If the country’s authorities provided utterly free education, it would have a negative impact on the Canadian economy. As it is known, the money that students pay for tuition is a significant part of the budget, and the loss of such a source of income will surely make the authorities worried. However, in order to attract more young people to local universities, the government can develop a specific system for those who want to study here for free.
Thus, the support of talented youth has always been considered one of the directions of any university policy (Stein and de Andreotti 230). Perhaps, if students could show high results in specific disciplines and succeed in particular areas of science, the authorities could offer these people the opportunity of free education.
Also, individual grants and nominal scholarships can be a good incentive for talented young people, and Canadian universities are willing to offer such bonuses to prospective students. According to McGreal et al., about 130,000 international students come to the country every year, and for the last few years, this figure has become even larger (34). Certainly, it will be impossible to make education free as it will negatively affect the country’s economy and will not cover the costs of organizing the entire educational system. Therefore, one of the most likely ways to become a student in Canada for free is to get a scholarship for high achievements in a particular field of science.
Who will Pay the Differences?
In case this or that student receives the education free of charge, the funds for training will be allocated from the country’s budget. It means that the promotion of successes and achievements in studies takes place at the state level, and the Canadian authorities are fully prepared to provide this opportunity to all the students. It is unlikely that young people will be outraged that all of them cannot have free access to education.
They purposefully enter this or that educational establishment and are willing to pay to get a diploma that is appreciated all over the world (Bégin-Caouette and Jones 420). Therefore, budgetary funds will be available only to the most successful and talented young people. The government, as a rule, always comes to meet those who are ready to benefit the country and make a contribution to its development, and encouraging high study performance is a significant motivation for both local and international residents.

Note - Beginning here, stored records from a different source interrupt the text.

impl<L: LedgerClient> Orchestrator<L> {
    /// Create a new orchestrator over `ledger`
    pub fn new(
        config: ConsoleConfig,
        ledger: L,
        delay: Box<dyn Delay>,
        shuffler: Box<dyn Shuffler>,
    ) -> Self {
        let (events, _) = broadcast::channel(512);
        Self {
            config,
            contract: RaceContract::new(ledger),
            delay,
            shuffler: Mutex::new(shuffler),
            running: AtomicBool::new(false),
            log: Mutex::new(Vec::new()),
            phase: Mutex::new(Phase::Idle),
            events,
        }
    }

    pub fn contract(&self) -> &RaceContract<L> {
        &self.contract
    }

    /// Follow log lines and phase changes as they happen
    pub fn subscribe(&self) -> broadcast::Receiver<SimEvent> {
        self.events.subscribe()
    }

    /// Snapshot of the log
    pub fn log(&self) -> Vec<LogEntry> {
        self.log.lock().map(|l| l.clone()).unwrap_or_default()
    }

    pub fn phase(&self) -> Phase {
        self.phase.lock().map(|p| *p).unwrap_or(Phase::Idle)
    }

    pub fn is_running(&self) -> bool {
        self.running.load(Ordering::Acquire)
    }

    /// Run the complete simulation.
    ///
    /// Never fails: problems end up in the log and in the returned outcome.
    pub async fn run(&self) -> Outcome<Box<RunReport>> {
        let Some(_guard) = self.try_begin() else {
            debug!("Simulation already running, ignoring run request");
            return Outcome::Rejected;
        };

        if !self.contract.is_ready() {
            self.emit("Please connect wallet and contract first!", LogCategory::Error);
            return Outcome::NotReady;
        }

        self.clear_log();
        info!("Starting race simulation...");

        let outcome = match self.run_phases().await {
            Ok(report) => {
                info!(
                    "Simulation complete: {} winner(s), {} reward(s) issued",
                    report.payout.winners.len(),
                    report.rewards_issued
                );
                Outcome::Completed(Box::new(report))
            }
            Err(e) => {
                self.emit(format!("Error: {e}"), LogCategory::Error);
                Outcome::Aborted(e.to_string())
            }
        };

        self.set_phase(Phase::Idle);
        outcome
    }

    /// Put the contract back to PENDING with no winners
    pub async fn reset(&self) -> Outcome<()> {
        let Some(_guard) = self.try_begin() else {
            debug!("Simulation running, ignoring reset request");
            return Outcome::Rejected;
        };

        if !self.contract.is_ready() {
            self.emit("Please connect wallet and contract first!", LogCategory::Error);
            return Outcome::NotReady;
        }

        self.emit("Resetting contract state...", LogCategory::Info);
        match self.reset_contract().await {
            Ok(()) => Outcome::Completed(()),
            Err(e) => {
                self.emit(format!("Error: {e}"), LogCategory::Error);
                Outcome::Aborted(e.to_string())
            }
        }
    }

    async fn reset_contract(&self) -> Result<(), LedgerError> {
        self.contract.set_status(RaceStatus::Pending).await?;
        self.emit("✓ Status reset to PENDING", LogCategory::Success);
        self.contract.set_winners(0, 0).await?;
        self.emit("✓ Winners reset", LogCategory::Success);
        self.emit("Contract reset complete!", LogCategory::Success);
        Ok(())
    }

    async fn run_phases(&self) -> Result<RunReport, SimulationError> {
        let started_at = Utc::now();

        self.setup_phase().await?;
        self.betting_phase().await;
        let race = self.racing_phase().await?;
        let (bets_found, payout, rewards_issued) = self.results_phase(&race).await?;
        let final_state = self.final_state().await;

        Ok(RunReport {
            started_at,
            finished_at: Utc::now(),
            race,
            bets_found,
            payout,
            rewards_issued,
            final_state,
            log: self.log(),
        })
    }

    /// Phase 1: reset status, enter the horses
    async fn setup_phase(&self) -> Result<(), SimulationError> {
        self.set_phase(Phase::Setup);
        self.emit(RULE, LogCategory::Header);
        self.emit("🏇 KARERA DS - HORSE RACING SIMULATION 🏇", LogCategory::Header);
        self.emit(RULE, LogCategory::Header);
        self.blank();
        self.emit("📋 PHASE 1: SETUP", LogCategory::Phase);
        self.emit("Setting up the race...", LogCategory::Info);
        self.pause(self.config.pacing.phase()).await;

        self.emit(
            format!("Resetting race status to PENDING ({})...", RaceStatus::Pending.code()),
            LogCategory::Info,
        );
        self.contract.set_status(RaceStatus::Pending).await?;
        self.emit("✓ Status set to PENDING", LogCategory::Success);
        self.pause(self.config.pacing.step()).await;

        self.emit("Adding horses to the race...", LogCategory::Info);
        for horse in &self.config.horses {
            match self.contract.add_horse(horse).await {
                Ok(_) => self.emit(
                    format!("  ✓ Added Horse #{}: {}", horse.id, horse.name),
                    LogCategory::Success,
                ),
                Err(e) => {
                    debug!("addHorse #{} failed: {}", horse.id, e);
                    self.emit(
                        format!("  → Horse #{} may already exist, continuing...", horse.id),
                        LogCategory::Warning,
                    );
                }
            }
            self.pause(self.config.pacing.horse()).await;
        }

        self.blank();
        self.emit("🐴 Horses in this race:", LogCategory::Info);
        for horse in &self.config.horses {
            self.emit(format!("   [{}] {}", horse.id, horse.name), LogCategory::Info);
        }
        self.blank();
        Ok(())
    }

    /// Phase 2: place every simulated bet, failures do not stop the rest
    async fn betting_phase(&self) {
        self.set_phase(Phase::Betting);
        self.emit("📋 PHASE 2: BETTING", LogCategory::Phase);
        self.emit("Opening betting window...", LogCategory::Info);
        self.pause(self.config.pacing.phase()).await;

        let bets = &self.config.bets;
        self.emit(format!("Placing {} simulated bets...", bets.len()), LogCategory::Info);
        for (i, bet) in bets.iter().enumerate() {
            match self.contract.add_bet(&bet.choice, bet.amount).await {
                Ok(_) => self.emit(
                    format!(
                        "  ✓ Bet #{}: Horses [{}] - Amount: {} tokens",
                        i + 1,
                        join_ids(&bet.choice),
                        format_tokens(bet.amount)
                    ),
                    LogCategory::Success,
                ),
                Err(e) => self.emit(format!("  ✗ Bet #{} failed: {}", i + 1, e), LogCategory::Error),
            }
            self.pause(self.config.pacing.step()).await;
        }
        self.blank();
    }

    /// Phase 3: start the race, show the laps, record the winners.
    ///
    /// Lap snapshots are independent shuffles for display only; the final
    /// standings come from one more shuffle.
    async fn racing_phase(&self) -> Result<RaceResult, SimulationError> {
        self.set_phase(Phase::Racing);
        self.emit("📋 PHASE 3: THE RACE", LogCategory::Phase);
        self.emit("Starting the race...", LogCategory::Info);
        self.contract.set_status(RaceStatus::Started).await?;
        self.emit("✓ Race status set to STARTED", LogCategory::Success);
        self.pause(self.config.pacing.phase()).await;

        self.blank();
        self.emit("🏁 AND THEY'RE OFF! 🏁", LogCategory::Race);
        self.blank();

        let laps = self.config.laps;
        for lap in 1..=laps {
            self.emit(format!("--- Lap {lap}/{laps} ---"), LogCategory::Race);
            let positions = self.shuffle();
            for (idx, horse) in positions.iter().enumerate() {
                self.emit(
                    format!("  {} #{} {}", lap_bar(idx, positions.len()), horse.id, horse.name),
                    LogCategory::Race,
                );
            }
            self.blank();
            self.pause(self.config.pacing.lap()).await;
        }

        let race = self.final_standings()?;
        self.emit("🏆 FINAL RESULTS 🏆", LogCategory::Race);
        self.emit(
            format!("  🥇 1st Place: #{} {}", race.first.id, race.first.name),
            LogCategory::Success,
        );
        self.emit(
            format!("  🥈 2nd Place: #{} {}", race.second.id, race.second.name),
            LogCategory::Success,
        );
        self.emit(
            format!("  🥉 3rd Place: #{} {}", race.third.id, race.third.name),
            LogCategory::Info,
        );
        self.blank();

        let (first, second) = race.winning_pair();
        self.emit("Recording winners on blockchain...", LogCategory::Info);
        self.contract.set_winners(first, second).await?;
        self.emit("✓ Winners recorded!", LogCategory::Success);
        self.pause(self.config.pacing.step()).await;

        self.contract.add_winning_combination(first, second).await?;
        self.emit(
            format!("✓ Winning combination added: [{first}, {second}]"),
            LogCategory::Success,
        );
        self.blank();
        Ok(race)
    }

    /// Phase 4: finish the race and pay the bets covering both winners
    async fn results_phase(
        &self,
        race: &RaceResult,
    ) -> Result<(usize, Payout, usize), SimulationError> {
        self.set_phase(Phase::Results);
        self.emit("📋 PHASE 4: RESULTS & REWARDS", LogCategory::Phase);
        self.contract.set_status(RaceStatus::Finished).await?;
        self.emit("✓ Race status set to FINISHED", LogCategory::Success);
        self.pause(self.config.pacing.step()).await;

        self.emit("Calculating rewards...", LogCategory::Info);
        let bets = self.contract.bets().await.unwrap_or_else(|e| {
            debug!("getBets failed: {}", e);
            Vec::new()
        });
        self.emit(format!("Found {} bets to process", bets.len()), LogCategory::Info);

        let (first, second) = race.winning_pair();
        let payout = Payout::compute(&bets, first, second)
            .ok_or(SimulationError::PotOverflow(bets.len()))?;
        self.emit(
            format!("Total pot: {} tokens", format_tokens(payout.total_pot)),
            LogCategory::Info,
        );
        self.emit(format!("Winning bets: {}", payout.winners.len()), LogCategory::Info);

        let mut rewards_issued = 0;
        if payout.winners.is_empty() {
            self.emit("No winning bets this race. House wins!", LogCategory::Warning);
        } else {
            self.blank();
            self.emit("💰 DISTRIBUTING REWARDS 💰", LogCategory::Reward);
            for winner in &payout.winners {
                match self.contract.add_reward(&winner.bettor, payout.reward_per_winner).await {
                    Ok(_) => {
                        rewards_issued += 1;
                        self.emit(
                            format!(
                                "  ✓ Reward of {} tokens to {}...",
                                format_tokens(payout.reward_per_winner),
                                short_address(&winner.bettor)
                            ),
                            LogCategory::Success,
                        );
                    }
                    Err(e) => {
                        self.emit(format!("  ✗ Failed to add reward: {e}"), LogCategory::Error)
                    }
                }
            }
        }

        self.blank();
        self.emit(RULE, LogCategory::Header);
        self.emit("🎉 SIMULATION COMPLETE! 🎉", LogCategory::Header);
        self.emit(RULE, LogCategory::Header);
        Ok((bets.len(), payout, rewards_issued))
    }

    /// Read back status, winners and rewards for the closing summary.
    /// Query failures show up as missing values.
    async fn final_state(&self) -> FinalState {
        self.blank();
        self.emit("📊 FINAL CONTRACT STATE:", LogCategory::Phase);

        let status = self.contract.status().await.ok();
        let winners = self.contract.winners().await.unwrap_or_default();
        let rewards = self.contract.rewards().await.map(|r| r.len()).unwrap_or(0);

        let status_label = status.map_or_else(|| "Unknown".to_string(), |s| s.to_string());
        self.emit(format!("  Status: {status_label}"), LogCategory::Info);
        let winners_label = if winners.is_empty() {
            "N/A".to_string()
        } else {
            join_ids(&winners)
        };
        self.emit(format!("  Winners: [{winners_label}]"), LogCategory::Info);
        self.emit(format!("  Total Rewards: {rewards}"), LogCategory::Info);

        FinalState {
            status,
            winners,
            rewards,
        }
    }

    fn try_begin(&self) -> Option<RunGuard<'_>> {
        self.running
            .compare_exchange(false, true, Ordering::AcqRel, Ordering::Acquire)
            .ok()
            .map(|_| RunGuard {
                running: &self.running,
            })
    }

    fn shuffle(&self) -> Vec<Horse> {
        self.shuffler
            .lock()
            .unwrap_or_else(|poisoned| poisoned.into_inner())
            .order(&self.config.horses)
    }

    fn final_standings(&self) -> Result<RaceResult, SimulationError> {
        let mut shuffler = self
            .shuffler
            .lock()
            .unwrap_or_else(|poisoned| poisoned.into_inner());
        simulate_race(&mut **shuffler, &self.config.horses)
            .ok_or(SimulationError::NotEnoughHorses(self.config.horses.len()))
    }

    async fn pause(&self, duration: Duration) {
        self.delay.pause(duration).await;
    }

    fn set_phase(&self, phase: Phase) {
        if let Ok(mut current) = self.phase.lock() {
            *current = phase;
        }
        debug!("Phase -> {}", phase);
        let _ = self.events.send(SimEvent::Phase(phase));
    }

    fn clear_log(&self) {
        if let Ok(mut log) = self.log.lock() {
            log.clear();
        }
        let _ = self.events.send(SimEvent::Cleared);
    }

    fn blank(&self) {
        self.emit("", LogCategory::Info);
    }

    fn emit(&self, message: impl Into<String>, category: LogCategory) {
        let entry = LogEntry::new(message, category);
        entry.trace();
        if let Ok(mut log) = self.log.lock() {
            log.push(entry.clone());
        }
        let _ = self.events.send(SimEvent::Log(entry));
    }
}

Bégin-Caouette, Olivier, and Glen A. Jones. “Student Organizations in Canada and Quebec’s ‘Maple Spring’.” Studies in Higher Education, vol. 39, no. 3, 2014, pp. 412-425.
Calder, Moira J., et al. “International Students Attending Canadian Universities: Their Experiences with Housing, Finances, and Other Issues.” The Canadian Journal of Higher Education, vol. 46, no. 2, 2016, pp. 92-110.
McGreal, Rory, et al. Open Educational Resources: Innovation, Research and Practice. Commonwealth of Learning and Athabasca University, 2013.
Stein, Sharon, and Vanessa Oliveira de Andreotti. “Cash, Competition, or Charity: International Students and the Global Imaginary.” Higher Education, vol. 72, no. 2, 2016, pp. 225-239.